Perhaps the most high-profile US success, was Bradley Birkenfeld a private banker who blew the whistle in spectacular fashion on Swiss banking giant UBS. Birkenfeld’s information directly yielded the IRS hundreds of millions in back taxes as well as a $780m payment from UBS in 2009 to avoid criminal prosecution. It hugely contributed to the US breaking down Swiss banking secrecy generally and more than 14,000 wealthy Americans paying more than $5bn in further back taxes through a special amnesty.
US DRAWBACKS
There are potential drawbacks. The US experience demonstrates that offering large incentives to whistleblowers comes with its own issues.
Tax investigations are normally slow, laborious and time intensive. The greater the number of leads the tax authorities get the more human resource they need to process them – both to conduct the investigations and adjudicate on whistleblower claims. The US now finds itself with a c. 24,000 case backlog processing whistleblower cases. Each case currently takes an average of c. 11 years to process.
Although the IRS Whistleblower Office has overseen the collection of over $6bn and the distribution of over $1bn in payments since 2007 it is still staffed with barely more than 40 people. As with the IRS in general, they are heavily understaffed – notwithstanding their role in collecting huge amounts of money.
Even the Birkenfeld success was not without controversy in that – notwithstanding his huge cash reward – Birkenfeld served two and a half years in a US prison for his efforts after being successfully prosecuted for fraud by federal authorities for withholding full information from his disclosures – including details about a key client. Inevitably, questions were raised about how someone could seemingly simultaneously gain vast wealth and go to prison.

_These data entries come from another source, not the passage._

use base64::prelude::*;
use chrono::Utc;
use hearth_auth::UserInfo;
use hearth_config::{Config, PairingType};
use hearth_domain::{DeviceModel, Origin, Role};
use serde_json::{json, Map, Value};
use sha2::{Digest, Sha256};
use std::str::FromStr;
use std::sync::atomic::{AtomicU16, Ordering};
use std::sync::{Arc, Mutex};
use tracing::debug;

use crate::error::PrivetError;
use crate::security::{AuthType, CryptoType, SecurityManager};
use crate::wifi::{WifiBootstrapManager, WifiSetupState};

/// What the local handler needs to know about the cloud engine. Implemented
/// by the registration/sync engine; kept as a trait so the local surface
/// works on cloud-less devices too.
pub trait CloudDelegate: Send + Sync {
    fn cloud_id(&self) -> String;

    /// Status string for the `gcd` sections: `unconfigured`, `connecting`,
    /// `online`, `invalidCredentials` or `offline`.
    fn connection_status(&self) -> String;

    fn register(&self, ticket_id: &str, done: Box<dyn FnOnce(Result<(), String>) + Send>);
}

#[derive(Debug, Clone, PartialEq, Eq)]
enum GcdSetupState {
    Idle,
    InProgress,
    Success,
    Error(String),
}

/// Maps the Privet v3 endpoints onto the device model, the security
/// manager, Wi-Fi bootstrapping and the cloud delegate.
pub struct PrivetHandler {
    model: Arc<DeviceModel>,
    config: Arc<Config>,
    security: Arc<SecurityManager>,
    wifi: Option<Arc<WifiBootstrapManager>>,
    cloud: Option<Arc<dyn CloudDelegate>>,
    http_port: AtomicU16,
    https_port: AtomicU16,
    gcd_setup: Mutex<GcdSetupState>,
    started_at: chrono::DateTime<Utc>,
}

impl PrivetHandler {
    pub fn new(
        model: Arc<DeviceModel>,
        config: Arc<Config>,
        security: Arc<SecurityManager>,
        wifi: Option<Arc<WifiBootstrapManager>>,
        cloud: Option<Arc<dyn CloudDelegate>>,
    ) -> Arc<PrivetHandler> {
        Arc::new(PrivetHandler {
            model,
            config,
            security,
            wifi,
            cloud,
            http_port: AtomicU16::new(0),
            https_port: AtomicU16::new(0),
            gcd_setup: Mutex::new(GcdSetupState::Idle),
            started_at: Utc::now(),
        })
    }

    pub fn set_ports(&self, http: u16, https: u16) {
        self.http_port.store(http, Ordering::SeqCst);
        self.https_port.store(https, Ordering::SeqCst);
    }

    /// Dispatch one request. Returns `(http_status, body)`.
    pub fn handle(self: &Arc<Self>, path: &str, auth_header: &str, input: &Value) -> (u16, Value) {
        debug!(path, "privet request");
        match self.dispatch(path, auth_header, input) {
            Ok(body) => (200, body),
            Err(e) => (
                e.http_status(),
                json!({"error": {"code": e.code(), "message": e.to_string()}}),
            ),
        }
    }

    fn dispatch(
        self: &Arc<Self>,
        path: &str,
        auth_header: &str,
        input: &Value,
    ) -> Result<Value, PrivetError> {
        match path {
            "/privet/info" => return Ok(self.info()),
            "/privet/v3/auth" => return self.auth(input),
            "/privet/v3/pairing/start" => return self.pairing_start(input),
            "/privet/v3/pairing/confirm" => return self.pairing_confirm(input),
            "/privet/v3/pairing/cancel" => return self.pairing_cancel(input),
            _ => {}
        }

        let user = self.authenticate(auth_header)?;
        match path {
            "/privet/v3/state" => self.require(&user, Role::Viewer).map(|_| {
                let state = self.model.state_json();
                json!({"state": state, "fingerprint": fingerprint(&state)})
            }),
            "/privet/v3/commandDefs" => self.require(&user, Role::Viewer).map(|_| {
                let defs = self.model.traits_json();
                json!({"commandDefs": defs, "fingerprint": fingerprint(&defs)})
            }),
            "/privet/v3/checkForUpdates" => self.require(&user, Role::Viewer).map(|_| {
                json!({
                    "stateFingerprint": fingerprint(&self.model.state_json()),
                    "commandDefsFingerprint": fingerprint(&self.model.traits_json()),
                })
            }),
            "/privet/v3/setup/start" => {
                self.require(&user, Role::Owner)?;
                self.setup_start(input)
            }
            "/privet/v3/setup/status" => {
                self.require(&user, Role::Viewer)?;
                Ok(self.setup_status())
            }
            "/privet/v3/commands/execute" => self.commands_execute(input, &user),
            "/privet/v3/commands/status" => {
                self.require(&user, Role::Viewer)?;
                self.commands_status(input)
            }
            "/privet/v3/commands/cancel" => {
                self.require(&user, Role::User)?;
                self.commands_cancel(input)
            }
            "/privet/v3/commands/list" => {
                self.require(&user, Role::Viewer)?;
                Ok(self.commands_list())
            }
            _ => Err(PrivetError::NotFound),
        }
    }

    // ── Auth plumbing ─────────────────────────────────────────────────────

    fn authenticate(&self, auth_header: &str) -> Result<UserInfo, PrivetError> {
        let header = if auth_header.is_empty() && self.config.settings().disable_security {
            "Privet anonymous"
        } else {
            auth_header
        };
        let token = header.strip_prefix("Privet ").ok_or_else(|| {
            PrivetError::InvalidAuthorization("missing Privet authorization".to_string())
        })?;
        if token == "anonymous" {
            return Ok(UserInfo {
                scope: self.config.settings().local_anonymous_access_role,
                user_id: String::new(),
            });
        }
        self.security.parse_access_token(token)
    }

    fn require(&self, user: &UserInfo, minimum: Role) -> Result<(), PrivetError> {
        if user.scope < minimum {
            return Err(PrivetError::AccessDenied);
        }
        Ok(())
    }

    // ── Endpoints ─────────────────────────────────────────────────────────

    fn info(&self) -> Value {
        let settings = self.config.settings();
        let mut out = json!({
            "version": "3.0",
            "id": settings.device_id,
            "name": settings.name,
            "modelManifestId": settings.model_id,
            "uptime": (Utc::now() - self.started_at).num_seconds(),
            "api": [
                "/privet/info",
                "/privet/v3/auth",
                "/privet/v3/pairing/start",
                "/privet/v3/pairing/confirm",
                "/privet/v3/pairing/cancel",
                "/privet/v3/setup/start",
                "/privet/v3/setup/status",
                "/privet/v3/state",
                "/privet/v3/commandDefs",
                "/privet/v3/checkForUpdates",
                "/privet/v3/commands/execute",
                "/privet/v3/commands/status",
                "/privet/v3/commands/cancel",
                "/privet/v3/commands/list",
            ],
            "authentication": {
                "mode": ["anonymous", "pairing"],
                "pairing": self
                    .security
                    .pairing_types()
                    .iter()
                    .map(|p| p.as_str())
                    .collect::<Vec<_>>(),
                "crypto": self
                    .security
                    .crypto_types()
                    .iter()
                    .map(|c| c.as_str())
                    .collect::<Vec<_>>(),
                "anonymousMaxScope": settings.local_anonymous_access_role.as_str(),
            },
            "endpoints": {
                "httpPort": self.http_port.load(Ordering::SeqCst),
                "httpsPort": self.https_port.load(Ordering::SeqCst),
            },
            "gcd": {
                "id": self.cloud.as_ref().map(|c| c.cloud_id()).unwrap_or_default(),
                "status": self
                    .cloud
                    .as_ref()
                    .map(|c| c.connection_status())
                    .unwrap_or_else(|| "disabled".to_string()),
            },
        });
        if !settings.description.is_empty() {
            out["description"] = json!(settings.description);
        }
        if !settings.location.is_empty() {
            out["location"] = json!(settings.location);
        }
        if let Some(wifi) = &self.wifi {
            out["wifi"] = json!({
                "ssid": wifi.connected_ssid(),
                "hostedSsid": wifi.hosted_ssid(),
                "status": wifi.setup_state().as_status_str(),
            });
        }
        out
    }

    fn auth(&self, input: &Value) -> Result<Value, PrivetError> {
        let mode = input.get("mode").and_then(Value::as_str).unwrap_or_default();
        let auth_type = match mode {
            "anonymous" => AuthType::Anonymous,
            "pairing" => AuthType::Pairing,
            _ => return Err(PrivetError::InvalidAuthMode),
        };
        let auth_code = input
            .get("authCode")
            .and_then(Value::as_str)
            .unwrap_or_default();

        let requested = input
            .get("requestedScope")
            .and_then(Value::as_str)
            .unwrap_or("auto");
        let desired = match requested {
            "auto" => Role::Owner,
            other => Role::from_str(other).map_err(|_| {
                PrivetError::InvalidParams(format!("unknown requestedScope '{other}'"))
            })?,
        };

        let (token, granted, ttl) = self
            .security
            .create_access_token(auth_type, auth_code, desired)?;
        // An explicit request for more than was granted is a refusal, not a
        // silent downgrade.
        if requested != "auto" && granted < desired {
            return Err(PrivetError::AccessDenied);
        }
        Ok(json!({
            "accessToken": token,
            "tokenType": "Privet",
            "scope": granted.as_str(),
            "expiresIn": ttl,
        }))
    }

    fn pairing_start(self: &Arc<Self>, input: &Value) -> Result<Value, PrivetError> {
        if !self.config.settings().local_pairing_enabled {
            return Err(PrivetError::SetupUnavailable);
        }
        let mode = match input.get("pairing").and_then(Value::as_str) {
            Some("pinCode") => PairingType::PinCode,
            Some("embeddedCode") => PairingType::EmbeddedCode,
            other => {
                return Err(PrivetError::InvalidParams(format!(
                    "unknown pairing mode {other:?}"
                )))
            }
        };
        let crypto = match input.get("crypto").and_then(Value::as_str) {
            Some("spake2-p224") => CryptoType::Spake2P224,
            Some("none") => CryptoType::None,
            other => {
                return Err(PrivetError::InvalidParams(format!(
                    "unknown crypto {other:?}"
                )))
            }
        };
        let (session_id, device_commitment) = self.security.start_pairing(mode, crypto)?;
        Ok(json!({
            "sessionId": session_id,
            "deviceCommitment": device_commitment,
        }))
    }

    fn pairing_confirm(self: &Arc<Self>, input: &Value) -> Result<Value, PrivetError> {
        let session_id = require_str(input, "sessionId")?;
        let client_commitment = require_str(input, "clientCommitment")?;
        let (fingerprint, signature) = self
            .security
            .confirm_pairing(session_id, client_commitment)?;
        Ok(json!({
            "certFingerprint": fingerprint,
            "certSignature": signature,
        }))
    }

    fn pairing_cancel(&self, input: &Value) -> Result<Value, PrivetError> {
        let session_id = require_str(input, "sessionId")?;
        self.security.cancel_pairing(session_id)?;
        Ok(json!({}))
    }

    fn setup_start(self: &Arc<Self>, input: &Value) -> Result<Value, PrivetError> {
        if let Some(wifi_input) = input.get("wifi") {
            let wifi = self.wifi.as_ref().ok_or(PrivetError::SetupUnavailable)?;
            let ssid = require_str(wifi_input, "ssid")?;
            let passphrase = wifi_input
                .get("passphrase")
                .and_then(Value::as_str)
                .unwrap_or_default();
            wifi.configure_credentials(ssid, passphrase);
        }

        if let Some(gcd_input) = input.get("gcd") {
            let cloud = self.cloud.as_ref().ok_or(PrivetError::SetupUnavailable)?;
            let ticket_id = require_str(gcd_input, "ticketId")?;
            *self.lock_gcd() = GcdSetupState::InProgress;
            let this = Arc::downgrade(self);
            cloud.register(
                ticket_id,
                Box::new(move |result| {
                    if let Some(handler) = this.upgrade() {
                        *handler.lock_gcd() = match result {
                            Ok(()) => GcdSetupState::Success,
                            Err(message) => GcdSetupState::Error(message),
                        };
                    }
                }),
            );
        }

        Ok(self.setup_status())
    }

    fn setup_status(&self) -> Value {
        let mut out = Map::new();
        if let Some(wifi) = &self.wifi {
            let mut section = json!({"status": wifi.setup_state().as_status_str()});
            match wifi.setup_state() {
                WifiSetupState::Success => {
                    section["ssid"] = json!(self.config.settings().last_configured_ssid);
                }
                WifiSetupState::Error(message) => {
                    section["error"] = json!({"code": "invalidState", "message": message});
                }
                _ => {}
            }
            out.insert("wifi".to_string(), section);
        }
        let gcd = self.lock_gcd().clone();
        let mut section = json!({"status": match &gcd {
            GcdSetupState::Idle => "idle",
            GcdSetupState::InProgress => "inProgress",
            GcdSetupState::Success => "success",
            GcdSetupState::Error(_) => "error",
        }});
        if let GcdSetupState::Success = gcd {
            section["id"] = json!(self.config.settings().cloud_id);
        }
        if let GcdSetupState::Error(message) = &gcd {
            section["error"] = json!({"code": "invalidState", "message": message});
        }
        out.insert("gcd".to_string(), section);
        Value::Object(out)
    }

    fn commands_execute(&self, input: &Value, user: &UserInfo) -> Result<Value, PrivetError> {
        let id = self.model.add_command(input, Origin::Local, user.scope)?;
        let command = self
            .model
            .find_command(&id)
            .ok_or(PrivetError::Domain(hearth_domain::DomainError::CommandDestroyed))?;
        Ok(command.to_json())
    }

    fn commands_status(&self, input: &Value) -> Result<Value, PrivetError> {
        let id = require_str(input, "id")?;
        let command = self
            .model
            .find_command(id)
            .ok_or_else(|| PrivetError::InvalidParams(format!("unknown command '{id}'")))?;
        Ok(command.to_json())
    }

    fn commands_cancel(&self, input: &Value) -> Result<Value, PrivetError> {
        let id = require_str(input, "id")?;
        let command = self
            .model
            .find_command(id)
            .ok_or_else(|| PrivetError::InvalidParams(format!("unknown command '{id}'")))?;
        command.cancel().map_err(PrivetError::Domain)?;
        Ok(command.to_json())
    }

    fn commands_list(&self) -> Value {
        let commands: Vec<Value> = self.model.commands().iter().map(|c| c.to_json()).collect();
        json!({"commands": commands})
    }

    fn lock_gcd(&self) -> std::sync::MutexGuard<'_, GcdSetupState> {
        self.gcd_setup.lock().unwrap_or_else(|e| e.into_inner())
    }
}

SHOULD THE UK FOLLOW SUIT?
If one accepts the legitimacy of whistleblowing as a fundamental principle, surely the obvious conclusion is that HMRC should follow the IRS example but should learn from it too. If HMRC is going to encourage whistleblowing and is prepared to pay cash incentives, it should surely do so as effectively as possible.
As matters stand in the UK, HMRC is highly effective – indeed more effective than ever – at encouraging “low level” whistleblowing of more minor matters. HMRC’s press and social media output is highly persuasive in encouraging people to inform upon of suspected transgressions and promoting whistleblowing as socially responsible. However, by their very nature more substantial matters tend to require whistleblowers with more intimate knowledge of often more sophisticated arrangements – they tend not to be things reportable by jealous neighbours or disgruntled lower-level employees. In practice, those sorts of people will generally need more to motivate them to break bonds of trust and potentially jeopardise careers than petty jealousy or irritation or high-minded notions of the public interest.
There should, of course, continue to be suitable safeguards – particularly, with regard to the thorny issue of legal professional privilege.